◆ Assigned task ◆
Within the entries below, find every line that has the string "const", then copy it.

Collected data entries
- - -

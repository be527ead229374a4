// SPDX-License-Identifier: MIT
//
// Copyright (c) 2025 Alexandre Severino
//
// Permission is hereby granted, free of charge, to any person obtaining a copy
// of this software and associated documentation files (the "Software"), to deal
// in the Software without restriction, including without limitation the rights
// to use, copy, modify, merge, publish, distribute, sublicense, and/or sell
// copies of the Software, and to permit persons to whom the Software is
// furnished to do so, subject to the following conditions:
//
// The above copyright notice and this permission notice shall be included in
// all copies or substantial portions of the Software.
//
// THE SOFTWARE IS PROVIDED "AS IS", WITHOUT WARRANTY OF ANY KIND, EXPRESS OR
// IMPLIED, INCLUDING BUT NOT LIMITED TO THE WARRANTIES OF MERCHANTABILITY,
// FITNESS FOR A PARTICULAR PURPOSE AND NONINFRINGEMENT. IN NO EVENT SHALL THE
// AUTHORS OR COPYRIGHT HOLDERS BE LIABLE FOR ANY CLAIM, DAMAGES OR OTHER
// LIABILITY, WHETHER IN AN ACTION OF CONTRACT, TORT OR OTHERWISE, ARISING FROM,
// OUT OF OR IN CONNECTION WITH THE SOFTWARE OR THE USE OR OTHER DEALINGS IN THE
// SOFTWARE.

use crate::impl_mesh;

impl_mesh! {
    /// Labels live faces by edge-connected component.
    ///
    /// Returns the label of every face (indexed by face, `usize::MAX` for
    /// removed faces) and the number of components. Labels are assigned in
    /// order of the lowest face index of each component.
    pub fn face_components(&self) -> (Vec<usize>, usize) {
        let mut labels = vec![usize::MAX; self.faces.len()];
        let mut count = 0;
        let mut stack = Vec::new();

        for seed in self.faces_iter() {
            if labels[seed] != usize::MAX {
                continue;
            }
            labels[seed] = count;
            stack.push(seed);

            while let Some(f) = stack.pop() {
                let start = self.faces[f].half_edge;
                let mut h = start;
                loop {
                    if let Some(g) = self.half_edges[self.half_edges[h].twin].face {
                        if labels[g] == usize::MAX {
                            labels[g] = count;
                            stack.push(g);
                        }
                    }
                    h = self.half_edges[h].next;
                    if h == start {
                        break;
                    }
                }
            }
            count += 1;
        }

        (labels, count)
    }
}
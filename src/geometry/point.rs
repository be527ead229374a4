// SPDX-License-Identifier: MIT
//
// Copyright (c) 2025 Alexandre Severino
//
// Permission is hereby granted, free of charge, to any person obtaining a copy
// of this software and associated documentation files (the "Software"), to deal
// in the Software without restriction, including without limitation the rights
// to use, copy, modify, merge, publish, distribute, sublicense, and/or sell
// copies of the Software, and to permit persons to whom the Software is
// furnished to do so, subject to the following conditions:
//
// The above copyright notice and this permission notice shall be included in
// all copies or substantial portions of the Software.
//
// THE SOFTWARE IS PROVIDED "AS IS", WITHOUT WARRANTY OF ANY KIND, EXPRESS OR
// IMPLIED, INCLUDING BUT NOT LIMITED TO THE WARRANTIES OF MERCHANTABILITY,
// FITNESS FOR A PARTICULAR PURPOSE AND NONINFRINGEMENT. IN NO EVENT SHALL THE
// AUTHORS OR COPYRIGHT HOLDERS BE LIABLE FOR ANY CLAIM, DAMAGES OR OTHER
// LIABILITY, WHETHER IN AN ACTION OF CONTRACT, TORT OR OTHERWISE, ARISING FROM,
// OUT OF OR IN CONNECTION WITH THE SOFTWARE OR THE USE OR OTHER DEALINGS IN THE
// SOFTWARE.

use std::{
    cmp::Ordering,
    hash::{Hash, Hasher},
    ops::Index,
};

use crate::numeric::scalar::Scalar;

#[derive(Clone, Debug)]
pub struct Point<T: Scalar, const N: usize> {
    pub coords: [T; N],
}

impl<T: Scalar, const N: usize> Point<T, N> {
    pub fn new(coords: [T; N]) -> Self {
        Point { coords }
    }

    pub fn from_vals<V>(vals: [V; N]) -> Self
    where
        V: Into<T>,
    {
        Point {
            coords: vals.map(|v| v.into()),
        }
    }

    pub fn coords(&self) -> &[T; N] {
        &self.coords
    }

    /// Lossy `f64` view, only meant for log output.
    pub fn to_f64_array(&self) -> [f64; N] {
        std::array::from_fn(|i| self.coords[i].to_f64_lossy())
    }
}

impl<T: Scalar, const N: usize> Index<usize> for Point<T, N> {
    type Output = T;
    fn index(&self, i: usize) -> &Self::Output {
        &self.coords[i]
    }
}

impl<T: Scalar, const N: usize> From<[T; N]> for Point<T, N> {
    fn from(coords: [T; N]) -> Self {
        Point { coords }
    }
}

impl<T: Scalar, const N: usize> Hash for Point<T, N> {
    fn hash<H: Hasher>(&self, state: &mut H) {
        for coord in &self.coords {
            coord.hash(state);
        }
    }
}

impl<T: Scalar, const N: usize> PartialEq for Point<T, N> {
    fn eq(&self, other: &Self) -> bool {
        self.coords == other.coords
    }
}

impl<T: Scalar, const N: usize> Eq for Point<T, N> {}

impl<T: Scalar, const N: usize> PartialOrd for Point<T, N> {
    fn partial_cmp(&self, other: &Self) -> Option<Ordering> {
        Some(self.cmp(other))
    }
}

/// Lexicographic on coordinates.
impl<T: Scalar, const N: usize> Ord for Point<T, N> {
    fn cmp(&self, other: &Self) -> Ordering {
        for i in 0..N {
            match self.coords[i].cmp(&other.coords[i]) {
                Ordering::Equal => continue,
                ordering => return ordering,
            }
        }
        Ordering::Equal
    }
}

pub type Point2<T> = Point<T, 2>;
pub type Point3<T> = Point<T, 3>;
// SPDX-License-Identifier: MIT
//
// Copyright (c) 2025 Alexandre Severino
//
// Permission is hereby granted, free of charge, to any person obtaining a copy
// of this software and associated documentation files (the "Software"), to deal
// in the Software without restriction, including without limitation the rights
// to use, copy, modify, merge, publish, distribute, sublicense, and/or sell
// copies of the Software, and to permit persons to whom the Software is
// furnished to do so, subject to the following conditions:
//
// The above copyright notice and this permission notice shall be included in
// all copies or substantial portions of the Software.
//
// THE SOFTWARE IS PROVIDED "AS IS", WITHOUT WARRANTY OF ANY KIND, EXPRESS OR
// IMPLIED, INCLUDING BUT NOT LIMITED TO THE WARRANTIES OF MERCHANTABILITY,
// FITNESS FOR A PARTICULAR PURPOSE AND NONINFRINGEMENT. IN NO EVENT SHALL THE
// AUTHORS OR COPYRIGHT HOLDERS BE LIABLE FOR ANY CLAIM, DAMAGES OR OTHER
// LIABILITY, WHETHER IN AN ACTION OF CONTRACT, TORT OR OTHERWISE, ARISING FROM,
// OUT OF OR IN CONNECTION WITH THE SOFTWARE OR THE USE OR OTHER DEALINGS IN THE
// SOFTWARE.

use seamweld::geometry::Point2;
use seamweld::mesh::basic_types::Mesh;
use seamweld::mesh_processing::stitch::StitchOpts;
use seamweld::numeric::exact_f64::ExactF64;

/// A 3x2 grid of quads cut along y = 0 from x = 0 to x = 2. The cut ends at
/// vertex 2, so the outer border runs into the slit and back out:
///
/// ```text
///   4 ---- 5 ---- 6 ---- 7
///   |      |      |      |
///   0 ---- 1 ---- 2 ---- 3      upper copies 0, 1
///   8 ---- 9 ---/ |      |      lower copies 8, 9
///   |      |      |      |
///   10 --- 11 --- 12 --- 13
/// ```
fn slit_grid() -> Mesh<ExactF64, 2> {
    stacked_slit_grids(1)
}

/// `layers` copies of the slit grid at the same coordinates, copy `k` using
/// vertices `14 * k ..`. The copies share no vertex, so each one is its own
/// component.
fn stacked_slit_grids(layers: usize) -> Mesh<ExactF64, 2> {
    let coords = [
        [0.0, 0.0],
        [1.0, 0.0],
        [2.0, 0.0],
        [3.0, 0.0],
        [0.0, 1.0],
        [1.0, 1.0],
        [2.0, 1.0],
        [3.0, 1.0],
        [0.0, 0.0],
        [1.0, 0.0],
        [0.0, -1.0],
        [1.0, -1.0],
        [2.0, -1.0],
        [3.0, -1.0],
    ];
    let quads: [[usize; 4]; 6] = [
        [0, 1, 5, 4],
        [1, 2, 6, 5],
        [2, 3, 7, 6],
        [10, 11, 9, 8],
        [11, 12, 2, 9],
        [12, 13, 3, 2],
    ];

    let points = (0..layers).flat_map(|_| coords.iter().map(|&c| Point2::from_vals(c)));
    let polygons: Vec<Vec<usize>> = (0..layers)
        .flat_map(|k| {
            quads
                .iter()
                .map(move |q| q.iter().map(|&v| v + 14 * k).collect::<Vec<usize>>())
        })
        .collect();
    Mesh::from_polygons(points, &polygons).unwrap()
}

#[test]
fn test_slit_boundary() {
    let mesh = slit_grid();
    assert!(mesh.validate_connectivity().is_ok());
    assert_eq!(mesh.num_boundary_cycles(), 1);
    assert_eq!(mesh.boundary_cycle(mesh.boundary_cycles()[0]).len(), 14);
    assert_eq!(mesh.num_edges(), 19);
}

#[test]
fn test_stitch_slit_zig_zag() {
    let mut mesh = slit_grid();
    let h = mesh.half_edge_between(9, 2).unwrap();
    assert!(mesh.is_border(h));

    assert_eq!(mesh.stitch_boundary_cycle(h), 2);

    assert!(mesh.validate_connectivity().is_ok());
    assert_eq!(mesh.num_vertices(), 12);
    assert_eq!(mesh.num_faces(), 6);
    assert_eq!(mesh.num_edges(), 17);
    assert_eq!(mesh.num_boundary_cycles(), 1);
    assert_eq!(mesh.boundary_cycle(mesh.boundary_cycles()[0]).len(), 10);

    // What is left is the outer rim, linked both ways
    let start = mesh.half_edge_between(8, 4).unwrap();
    let mut backwards = Vec::new();
    let mut h = start;
    loop {
        assert!(mesh.is_border(h));
        assert_eq!(mesh.next(mesh.prev(h)), h);
        assert_eq!(mesh.prev(mesh.next(h)), h);
        backwards.push(mesh.target(h));
        h = mesh.prev(h);
        if h == start {
            break;
        }
    }
    assert_eq!(backwards, vec![4, 8, 10, 11, 12, 13, 3, 7, 6, 5]);

    let forwards: Vec<usize> = mesh
        .boundary_cycle(start)
        .into_iter()
        .map(|h| mesh.target(h))
        .collect();
    assert_eq!(forwards, vec![4, 5, 6, 7, 3, 13, 12, 11, 10, 8]);

    // The lower copies are kept, the slit is now interior
    assert!(mesh.vertices[0].removed);
    assert!(mesh.vertices[1].removed);
    for (a, b) in [(8, 9), (9, 2)] {
        let seam = mesh.half_edge_between(a, b).unwrap();
        assert!(!mesh.is_border_edge(seam));
    }
    assert!(mesh.half_edge_between(9, 5).is_some());
    assert!(mesh.half_edge_between(4, 8).is_some());

    // Nothing left to fold
    let h = mesh.boundary_cycles()[0];
    assert_eq!(mesh.stitch_boundary_cycle(h), 0);
}

#[test]
fn test_stitch_slit_from_any_border_edge() {
    // Starting away from the fold still finds it
    let mut mesh = slit_grid();
    let h = mesh.half_edge_between(13, 12).unwrap();
    assert_eq!(mesh.stitch_boundary_cycle(h), 2);
    assert!(mesh.validate_connectivity().is_ok());
}

#[test]
fn test_stitch_slit_through_stitch_borders() {
    let mut mesh = slit_grid();
    assert_eq!(mesh.stitch_boundary_cycles(), 2);
    assert_eq!(mesh.stitch_borders(&StitchOpts::default()), 0);

    let mut fresh = slit_grid();
    assert_eq!(fresh.stitch_borders(&StitchOpts::default()), 2);
    assert_eq!(fresh.num_vertices(), 12);

    let (_, components) = fresh.face_components();
    assert_eq!(components, 1);
}

#[test]
fn test_stacked_slits_stitch_within_their_own_copy() {
    let mut mesh = stacked_slit_grids(2);
    assert_eq!(mesh.num_vertices(), 28);

    // Every slit edge appears four times and every rim edge twice in the
    // same direction, so nothing matches across the whole mesh
    assert!(mesh.collect_stitchable_pairs(&StitchOpts::default()).is_empty());

    let (labels, components) = mesh.face_components();
    assert_eq!(components, 2);

    let pairs = mesh.collect_stitchable_pairs(&StitchOpts::per_component());
    assert_eq!(pairs.len(), 4);
    for p in &pairs {
        let fa = mesh.face(mesh.opposite(p.first)).unwrap();
        let fb = mesh.face(mesh.opposite(p.second)).unwrap();
        assert_eq!(labels[fa], labels[fb]);
    }
    for layer in 0..2 {
        let in_layer = pairs
            .iter()
            .filter(|p| labels[mesh.face(mesh.opposite(p.first)).unwrap()] == layer)
            .count();
        assert_eq!(in_layer, 2);
    }

    mesh.stitch_border_pairs(&pairs);
    assert_eq!(mesh.num_vertices(), 24);
    assert_eq!(mesh.num_boundary_cycles(), 2);
    assert!(mesh.validate_connectivity().is_ok());
}

#[test]
fn test_face_pair_is_not_folded() {
    // A lone triangle whose border is too short to fold onto anything
    let mut mesh = Mesh::<ExactF64, 2>::from_polygons(
        [
            Point2::from_vals([0.0, 0.0]),
            Point2::from_vals([1.0, 0.0]),
            Point2::from_vals([0.0, 1.0]),
        ],
        &[vec![0, 1, 2]],
    )
    .unwrap();
    assert_eq!(mesh.stitch_boundary_cycles(), 0);
    assert_eq!(mesh.num_half_edges(), 6);
}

- - -

◆ Task solution ◆
pub struct Point<T: Scalar, const N: usize> {
impl<T: Scalar, const N: usize> Point<T, N> {
impl<T: Scalar, const N: usize> Index<usize> for Point<T, N> {
impl<T: Scalar, const N: usize> From<[T; N]> for Point<T, N> {
impl<T: Scalar, const N: usize> Hash for Point<T, N> {
impl<T: Scalar, const N: usize> PartialEq for Point<T, N> {
impl<T: Scalar, const N: usize> Eq for Point<T, N> {}
impl<T: Scalar, const N: usize> PartialOrd for Point<T, N> {
impl<T: Scalar, const N: usize> Ord for Point<T, N> {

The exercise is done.